Le ministère public turc a requis la prison à vie contre l'ex-chef d'état-major de l'armée israélienne Gabi Ashkenazi, les ex-chefs de la marine et de l'aviation Eliezer Alfred Marom et Avishai Levi, et l'ex-chef des services secrets Amos Yadlin. Les quatre hommes, aujourd'hui à la retraite, ont été inculpés en tant que « commanditaires de meurtres avec brutalité ou actes de cruauté». Une procédure dénoncée et qualifiée de « spectacle » par Israël.
La CPI ouvre un examen préliminaire sur des crimes contre l'humanité
La procureure de la Cour pénale internationale (CPI) a annoncé le 14 mai 2013 l'ouverture d'un examen préliminaire portant sur des crimes contre l'humanité et crimes de guerre présumés commis par les forces israéliennes.
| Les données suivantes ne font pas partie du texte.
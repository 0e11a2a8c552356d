pub mod booking;
pub mod customer;
pub mod interval;
pub mod service;
pub mod staff;
pub mod tenant;
use axum::{
    extract::{Path, Query, State},
    response::IntoResponse,
    Json,
};
use std::sync::Arc;

use crate::api::dtos::requests::{
    BookingListQuery, CancelBookingRequest, CreateBookingRequest, UpdateBookingStatusRequest,
};
use crate::api::dtos::responses::{BookingListResponse, CancelBookingResponse};
use crate::api::extractors::tenant::TenantId;
use crate::domain::ports::BookingQuery;
use crate::domain::services::lifecycle::CreateBookingInput;
use crate::error::AppError;
use crate::state::AppState;

pub async fn create_booking(
    State(state): State<Arc<AppState>>,
    TenantId(tenant_id): TenantId,
    Json(payload): Json<CreateBookingRequest>,
) -> Result<impl IntoResponse, AppError> {
    let booking = state
        .booking_service
        .create_booking(CreateBookingInput {
            tenant_id,
            customer_id: payload.customer_id,
            service_id: payload.service_id,
            staff_id: payload.staff_id,
            start_time: payload.start_time,
            deposit: payload.deposit,
            notes: payload.notes,
        })
        .await?;
    Ok(Json(booking))
}

pub async fn list_bookings(
    State(state): State<Arc<AppState>>,
    TenantId(tenant_id): TenantId,
    Query(query): Query<BookingListQuery>,
) -> Result<impl IntoResponse, AppError> {
    let filter = BookingQuery {
        staff_id: query.staff_id,
        customer_id: query.customer_id,
        status: query.status,
        from: query.from,
        to: query.to,
        limit: query.limit,
        offset: query.offset,
    };
    let page = state.booking_repo.list_by_tenant(&tenant_id, &filter).await?;
    Ok(Json(BookingListResponse {
        bookings: page.bookings,
        total: page.total,
    }))
}

pub async fn get_booking(
    State(state): State<Arc<AppState>>,
    TenantId(tenant_id): TenantId,
    Path((_, booking_id)): Path<(String, String)>,
) -> Result<impl IntoResponse, AppError> {
    let booking = state
        .booking_repo
        .find_by_id(&tenant_id, &booking_id)
        .await?
        .ok_or_else(|| AppError::NotFound("Booking not found".into()))?;
    Ok(Json(booking))
}

pub async fn update_booking_status(
    State(state): State<Arc<AppState>>,
    TenantId(tenant_id): TenantId,
    Path((_, booking_id)): Path<(String, String)>,
    Json(payload): Json<UpdateBookingStatusRequest>,
) -> Result<impl IntoResponse, AppError> {
    let booking = state
        .booking_service
        .update_status(
            &tenant_id,
            &booking_id,
            payload.status,
            payload.reason.as_deref(),
        )
        .await?;
    Ok(Json(booking))
}

pub async fn cancel_booking(
    State(state): State<Arc<AppState>>,
    TenantId(tenant_id): TenantId,
    Path((_, booking_id)): Path<(String, String)>,
    Json(payload): Json<CancelBookingRequest>,
) -> Result<impl IntoResponse, AppError> {
    let outcome = state
        .booking_service
        .cancel_booking(&tenant_id, &booking_id, payload.reason.as_deref())
        .await?;
    Ok(Json(CancelBookingResponse {
        booking: outcome.booking,
        within_notice: outcome.within_notice,
        refund_percent: outcome.refund_percent,
    }))
}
Mme Fatou Bensouda a précisé avoir été saisie de l'affaire par le gouvernement des Comores, un Etat partie au Statut de Rome, le traité fondateur de la CPI, et par ailleurs pays auprès duquel était enregistré le Mavi-Marmara.
« Les actions des forces de défense israéliennes étaient la manifestation d'un plan ou d'une politique qui consistait à utiliser la violence afin de dissuader les flottilles humanitaires », ont soutenu les avocats des Comores, qualifiant ce plan de « délibéré». Ils ont en outre pointé du doigt les traitements « dégradants » et « inhumains » ainsi que les intimidations qu'ont subi, selon eux, les personnes interpellées par Israël.
Les conditions d'une normalisation
- AP/Charles Dharapak
Benyamin Nétanyahou et Barack Obama, en 2009à Washington. A la demande pressante du président américain, Barack Obama, le premier ministre israélien, Benyamin Nétanyahou, a présenté fin mars 2013, ses excuses à la Turquie lors d'un échange téléphonique avec le premier ministre turc, Recep Tayyip Erdogan. Le dernier contact entre les deux chefs de gouvernement remontait à octobre 2011. L'instabilité qui règne dans la région, la guerre civile en Syrie et les inquiétudes suscitées par le programme nucléaire iranien ont accéléré le rapprochement entre les anciens alliés.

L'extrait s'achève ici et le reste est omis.